Nach dem Pass führen wir durch ein kleines Tal, wo wir unter einem der wenigen Bäume Mittagspause machten. Wir aßen unser letztes Brot mit Käse und Nutella. Der Wind wurde durch unsere kleine Schlucht gedrückt, sodass eine angenehme Frische aufkam. Trotzdem beschäftigte uns immer noch eine Frage: wie könnten wir morgen von M’Hamid die mehr als 200 Kilometer zurück nach Agdz fahren. Wir setzten unsere Hoffnung auf Wohnmobilfahrer, die uns einen Teil der Strecke mit nehmen könnten. Nach der Pause ging es zwanzig Kilometer ohne nennenswerten Höhepunkte weiter Richtung Wüste. Bei 86 Kilometer passierten wir noch einen kleinen Hügel, bei dem die Franzosen von vorhin im Wohnmobil die Aussicht genossen. Es war die Gelegenheit nachzufragen, ob sie uns morgen mitnehmen könnten. Ich holte mein Tagebuch und versuchte, ihnen mit Zeichnungen unser Anliegen verständlich zu machen. Leider half alles nichts. Man wünschte uns eine gute Fahrt und einmal mehr wäre es gut gewesen, französisch sprechen zu können. Auf den letzten 20 Kilometern vor M’Hamid sahen wir die ersten Dünen unmittelbar neben der Straße. Sie waren sehr klein, aber sie boten einen ersten Eindruck von Wüste. Mäfju erprobte fotowirksam die Pistenverhältnisse neben der asphaltierten Straße, aber schien nach einem Kilometer keine Lust auf das Gehuppel zu haben und kam wieder zurück auf die Straße. Außerdem sahen wir die ersten Kamele am Straßenrand. Sie waren sehr beschäftigt, in einem Baum nach etwas Fressbaren zu suchen.

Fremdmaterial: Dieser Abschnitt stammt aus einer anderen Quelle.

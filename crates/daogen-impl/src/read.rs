// SPDX-FileCopyrightText: 2025-2026 RAprogramm <andrey.rozanov.vl@gmail.com>
// SPDX-License-Identifier: MIT

//! Read query binder.

use proc_macro2::TokenStream;

use crate::{
    bind::StatementSource,
    classify::Read,
    context::Context,
    error::GenerateError,
    model::Method,
    result::{self, ReadRequest, Statement}
};

/// Lower a read query: a fresh statement per call, handed to the result
/// binder.
///
/// # Errors
///
/// Propagates row-adapter collisions.
pub fn lower(ctx: &mut Context<'_>, method: &Method, read: &Read<'_>) -> Result<TokenStream, GenerateError> {
    let setup = read.query.emit(ctx, StatementSource::Fresh);
    result::bind(ctx, method.concurrency, ReadRequest {
        statement:      Statement::owned(setup),
        shape:          &read.shape,
        tables:         &read.tables,
        in_transaction: read.in_transaction
    })
}

#[cfg(test)]
mod tests {
    use syn::parse_quote;

    use super::*;
    use crate::{
        Options,
        classify::{Category, classify},
        model::{Concurrency, Entity, Field, InterfaceModel, MethodKind, Parameter}
    };

    fn lower_one(model: &InterfaceModel) -> String {
        let method = &model.methods[0];
        let classified = classify(model, method).unwrap();
        let Category::Read(read) = &classified.category else {
            panic!("not a read query")
        };
        let mut ctx = Context::new(model, &Options::default());
        lower(&mut ctx, method, read).unwrap().to_string().replace(' ', "")
    }

    #[test]
    fn observed_tables_come_from_the_query() {
        let model = InterfaceModel::new("UserDao")
            .entity(Entity::new("User", "users").field(Field::new("id", "id")))
            .method(
                Method::new(
                    "watch",
                    MethodKind::read("SELECT u.* FROM users u JOIN teams t ON t.id = u.team WHERE t.name = :team")
                )
                .param(Parameter::new("team", parse_quote!(&str)))
                .returns(parse_quote!(Vec<User>))
                .concurrency(Concurrency::Stream)
            );
        let code = lower_one(&model);
        assert!(code.contains("_statement.bind(1usize,&team);"));
        assert!(code.contains("::daogen_core::create_stream(&self.__db,false,&[\"users\",\"teams\"],"));
    }
}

Die Straße wurde immer schmaler und Verkehr immer dünner. Außer den Wohnwagen hatten wir seit zwei Stunden weniger als zehn Autos gesehen. Dies stimmt uns nicht gerade positiv für die morgige Etappe. Wir sahen zwar vereinzelt überfüllte Wagen, die als Sammeltaxi dienten, aber ob wir unsere Räder mit genommen werden würden, war mehr als fraglich. Kurz vor dem Tagesziel wurden wir von einer Französin und einem Marokkaner im Auto angehalten. Sie wollten uns eine Wüstentour aufquatschen. „Na das kann ja noch heiter werden“, dachten wir und fuhren weiter. Nach 115 Kilometern (und nur 360 Höhenmetern) hatten wir gegen 15 Uhr M’Hamid erreicht, welches zugleich die letzte Siedlung vor der algerischen Grenze war.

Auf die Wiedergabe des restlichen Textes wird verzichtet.